A member pointed out that there can be issues when upgrading from 32-bit Windows of any flavor to a 64-bit version. 64-bit drivers may not be available for older peripherals like printers and even if the printer remains connected to a machine running 32-bit Windows, it may not work when accessed over a network from a machine running 64-bit Windows. This problem will not go away no matter how long you wait to upgrade as it depends on the peripheral manufacturers to release 64-bit drivers for older gear. There is absolutely no incentive for them to do that, so you may need to add the cost of a new printer to your Windows upgrade costs, even if your existing 32-bit machine will remain in use. At this point we do not know how well Windows 7 will accept Vista drivers. The consensus was that most Vista drivers will work, but only time will tell. My recommendation on this is to buy a new network-ready printer that includes both 32- and 64-bit drivers and be done with this issue for a few years. If you own a fancy color laser printer that does not have a built-in network connection (shame on you), then purchase a device called a print server that provides the connection. Such a print server will not solve the driver issue.

Q – I (personally) have a PowerMac 7100 that has a bad hard drive and cannot boot. Can I replace the drive with another narrow SCSI disk?

A – The consensus was yes with the suggestion to try installing Mac OS 9.

Q – My second Mac question involves a Mac Performa 200; this is a “classic” all-in-one Mac that looks like the original Macintosh. This machine which worked just fine about five years ago when I last turned it on, now displays vertical black and white bars interspersed with seemingly random characters.

A – Check the power supply.
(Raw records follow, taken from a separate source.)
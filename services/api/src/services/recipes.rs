//! Recipe service: validation, authorization, and hydration around the
//! recipe repositories
//!
//! Validation runs before any write so a rejected payload leaves storage
//! untouched. Hydration resolves a page of recipe rows into their full
//! representations with a fixed number of queries, whatever the page size.

use std::collections::{HashMap, HashSet};
use tracing::info;
use uuid::Uuid;

use crate::config::QuantityLimits;
use crate::error::{ApiError, ApiResult};
use crate::models::recipe::{
    Recipe, RecipeQuery, RecipeRequest, RecipeResponse, ShortRecipeResponse,
};
use crate::models::tag::Tag;
use crate::models::user::{User, UserResponse};
use crate::models::{Page, Paging};
use crate::repositories::{
    FollowRepository, IngredientRepository, RecipeFilters, RecipeListKind, RecipeListRepository,
    RecipeRepository, TagRepository, UserRepository,
};
use crate::validation;

/// Recipe service
#[derive(Clone)]
pub struct RecipeService {
    recipes: RecipeRepository,
    tags: TagRepository,
    ingredients: IngredientRepository,
    lists: RecipeListRepository,
    follows: FollowRepository,
    users: UserRepository,
    limits: QuantityLimits,
}

impl RecipeService {
    /// Create a new recipe service
    pub fn new(
        recipes: RecipeRepository,
        tags: TagRepository,
        ingredients: IngredientRepository,
        lists: RecipeListRepository,
        follows: FollowRepository,
        users: UserRepository,
        limits: QuantityLimits,
    ) -> Self {
        Self {
            recipes,
            tags,
            ingredients,
            lists,
            follows,
            users,
            limits,
        }
    }

    /// Create a recipe and return its full representation
    pub async fn create(&self, author: &User, payload: &RecipeRequest) -> ApiResult<RecipeResponse> {
        self.validate(payload)?;
        self.resolve_references(payload).await?;

        let recipe_id = self.recipes.create(author.id, payload).await?;
        info!("User {} created recipe {}", author.id, recipe_id);

        self.detail(recipe_id, Some(author)).await
    }

    /// Update a recipe, replacing its tag and ingredient sets wholesale
    pub async fn update(
        &self,
        caller: &User,
        recipe_id: Uuid,
        payload: &RecipeRequest,
    ) -> ApiResult<RecipeResponse> {
        let recipe = self
            .recipes
            .find_by_id(recipe_id)
            .await?
            .ok_or(ApiError::NotFound("Recipe"))?;
        authorize_author(caller, &recipe)?;

        self.validate(payload)?;
        self.resolve_references(payload).await?;

        self.recipes.replace(recipe_id, payload).await?;
        info!("User {} updated recipe {}", caller.id, recipe_id);

        self.detail(recipe_id, Some(caller)).await
    }

    /// Delete a recipe
    pub async fn delete(&self, caller: &User, recipe_id: Uuid) -> ApiResult<()> {
        let recipe = self
            .recipes
            .find_by_id(recipe_id)
            .await?
            .ok_or(ApiError::NotFound("Recipe"))?;
        authorize_author(caller, &recipe)?;

        self.recipes.delete(recipe_id).await?;
        info!("User {} deleted recipe {}", caller.id, recipe_id);

        Ok(())
    }

    /// Full representation of one recipe
    pub async fn detail(&self, recipe_id: Uuid, viewer: Option<&User>) -> ApiResult<RecipeResponse> {
        let recipe = self
            .recipes
            .find_by_id(recipe_id)
            .await?
            .ok_or(ApiError::NotFound("Recipe"))?;

        let mut hydrated = self.hydrate(vec![recipe], viewer).await?;
        hydrated
            .pop()
            .ok_or_else(|| ApiError::Internal("hydration dropped the recipe".to_string()))
    }

    /// Abbreviated representation of one recipe
    pub async fn short(&self, recipe_id: Uuid) -> ApiResult<ShortRecipeResponse> {
        let recipe = self
            .recipes
            .find_by_id(recipe_id)
            .await?
            .ok_or(ApiError::NotFound("Recipe"))?;

        Ok(ShortRecipeResponse::from_recipe(&recipe))
    }

    /// Whether a recipe with this ID exists
    pub async fn exists(&self, recipe_id: Uuid) -> ApiResult<bool> {
        self.recipes.exists(recipe_id).await
    }

    /// Filtered page of recipes, newest first
    ///
    /// The viewer-relative filters are skipped for anonymous callers
    /// instead of failing.
    pub async fn list(
        &self,
        viewer: Option<&User>,
        query: &RecipeQuery,
        paging: Paging,
    ) -> ApiResult<Page<RecipeResponse>> {
        let filters = RecipeFilters {
            author: query.author,
            tag_slugs: query.tags.clone(),
            only_favorited: viewer.is_some() && query.is_favorited == Some(true),
            only_in_cart: viewer.is_some() && query.is_in_shopping_cart == Some(true),
            viewer: viewer.map(|user| user.id),
        };

        let (recipes, total) = self.recipes.list(&filters, paging).await?;
        let items = self.hydrate(recipes, viewer).await?;

        Ok(Page {
            items,
            page: paging.page,
            limit: paging.limit,
            total,
        })
    }

    fn validate(&self, payload: &RecipeRequest) -> ApiResult<()> {
        validation::validate_name(&payload.name)
            .map_err(|message| ApiError::InvalidField {
                field: "name",
                message,
            })?;
        if payload.text.trim().is_empty() {
            return Err(ApiError::EmptyField { field: "text" });
        }

        validation::validate_items(&payload.tags, "tags")?;
        let ingredient_ids: Vec<Uuid> = payload.ingredients.iter().map(|line| line.id).collect();
        validation::validate_items(&ingredient_ids, "ingredients")?;

        for line in &payload.ingredients {
            validation::validate_amount(line.amount, &self.limits)?;
        }
        validation::validate_cooking_time(payload.cooking_time, &self.limits)?;

        Ok(())
    }

    async fn resolve_references(&self, payload: &RecipeRequest) -> ApiResult<()> {
        self.tags.require_all(&payload.tags, "tags").await?;

        let ingredient_ids: Vec<Uuid> = payload.ingredients.iter().map(|line| line.id).collect();
        self.ingredients
            .require_all(&ingredient_ids, "ingredients")
            .await?;

        Ok(())
    }

    /// Resolve associations and viewer-relative flags for a page of recipes
    async fn hydrate(
        &self,
        recipes: Vec<Recipe>,
        viewer: Option<&User>,
    ) -> ApiResult<Vec<RecipeResponse>> {
        if recipes.is_empty() {
            return Ok(Vec::new());
        }

        let recipe_ids: Vec<Uuid> = recipes.iter().map(|recipe| recipe.id).collect();
        let mut author_ids: Vec<Uuid> = recipes.iter().map(|recipe| recipe.author_id).collect();
        author_ids.sort_unstable();
        author_ids.dedup();

        let mut tags_by_recipe: HashMap<Uuid, Vec<Tag>> = HashMap::new();
        for (recipe_id, tag) in self.tags.for_recipes(&recipe_ids).await? {
            tags_by_recipe.entry(recipe_id).or_default().push(tag);
        }

        let mut lines_by_recipe: HashMap<Uuid, Vec<_>> = HashMap::new();
        for (recipe_id, line) in self.recipes.lines_for(&recipe_ids).await? {
            lines_by_recipe.entry(recipe_id).or_default().push(line);
        }

        let authors: HashMap<Uuid, User> = self
            .users
            .by_ids(&author_ids)
            .await?
            .into_iter()
            .map(|user| (user.id, user))
            .collect();

        let (favorited, in_cart, followed) = match viewer {
            Some(viewer) => (
                self.lists
                    .member_ids(RecipeListKind::Favorites, viewer.id, &recipe_ids)
                    .await?,
                self.lists
                    .member_ids(RecipeListKind::ShoppingCart, viewer.id, &recipe_ids)
                    .await?,
                self.follows.followed_ids(viewer.id, &author_ids).await?,
            ),
            None => (HashSet::new(), HashSet::new(), HashSet::new()),
        };

        let mut responses = Vec::with_capacity(recipes.len());
        for recipe in recipes {
            let author = authors.get(&recipe.author_id).ok_or_else(|| {
                ApiError::Internal(format!(
                    "author {} missing for recipe {}",
                    recipe.author_id, recipe.id
                ))
            })?;

            responses.push(RecipeResponse {
                id: recipe.id,
                tags: tags_by_recipe.remove(&recipe.id).unwrap_or_default(),
                author: UserResponse::from_user(author, followed.contains(&author.id)),
                ingredients: lines_by_recipe.remove(&recipe.id).unwrap_or_default(),
                is_favorited: favorited.contains(&recipe.id),
                is_in_shopping_cart: in_cart.contains(&recipe.id),
                name: recipe.name,
                image: recipe.image,
                text: recipe.text,
                cooking_time: recipe.cooking_time,
            });
        }

        Ok(responses)
    }
}

/// Only the author or staff may change a recipe
fn authorize_author(caller: &User, recipe: &Recipe) -> ApiResult<()> {
    if caller.id == recipe.author_id || caller.is_staff {
        return Ok(());
    }

    Err(ApiError::PermissionDenied)
}

#[cfg(test)]
mod tests {
    use super::*;
    use chrono::Utc;

    fn sample_user(is_staff: bool) -> User {
        User {
            id: Uuid::new_v4(),
            username: "chef".to_string(),
            email: "chef@example.com".to_string(),
            first_name: "Amari".to_string(),
            last_name: "Okafor".to_string(),
            password_hash: String::new(),
            avatar: None,
            is_staff,
            created_at: Utc::now(),
        }
    }

    fn sample_recipe(author_id: Uuid) -> Recipe {
        Recipe {
            id: Uuid::new_v4(),
            author_id,
            name: "Pho".to_string(),
            image: None,
            text: "Simmer the broth".to_string(),
            cooking_time: 90,
            pub_date: Utc::now(),
        }
    }

    #[test]
    fn test_author_may_change_own_recipe() {
        let author = sample_user(false);
        let recipe = sample_recipe(author.id);

        assert!(authorize_author(&author, &recipe).is_ok());
    }

    #[test]
    fn test_other_users_are_rejected() {
        let author = sample_user(false);
        let stranger = sample_user(false);
        let recipe = sample_recipe(author.id);

        assert!(matches!(
            authorize_author(&stranger, &recipe),
            Err(ApiError::PermissionDenied)
        ));
    }

    #[test]
    fn test_staff_may_change_any_recipe() {
        let author = sample_user(false);
        let admin = sample_user(true);
        let recipe = sample_recipe(author.id);

        assert!(authorize_author(&admin, &recipe).is_ok());
    }
}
Since the meeting, someone on a vintage computer-oriented email list pointed me to an Apple document on how to repair the Performa.

A note on these notes: I have been trying different locations for placing my recorder on the stage with widely varying results. This month much of the recording was garbled so if your comments do not seem to be included, it is because I could not interpret much of the recording.

Questions for the upcoming meeting can be emailed to askdacs@dacs.org.

Disclaimer: Ask DACS questions come from members by email or from the audience attending the general meeting. Answers are suggestions offered by meeting attendees and represent a consensus of those responding. DACS offers no warrantee as to the correctness of the answers and anyone following these suggestions or answers does so at their own risk. In other words, we could be totally wrong!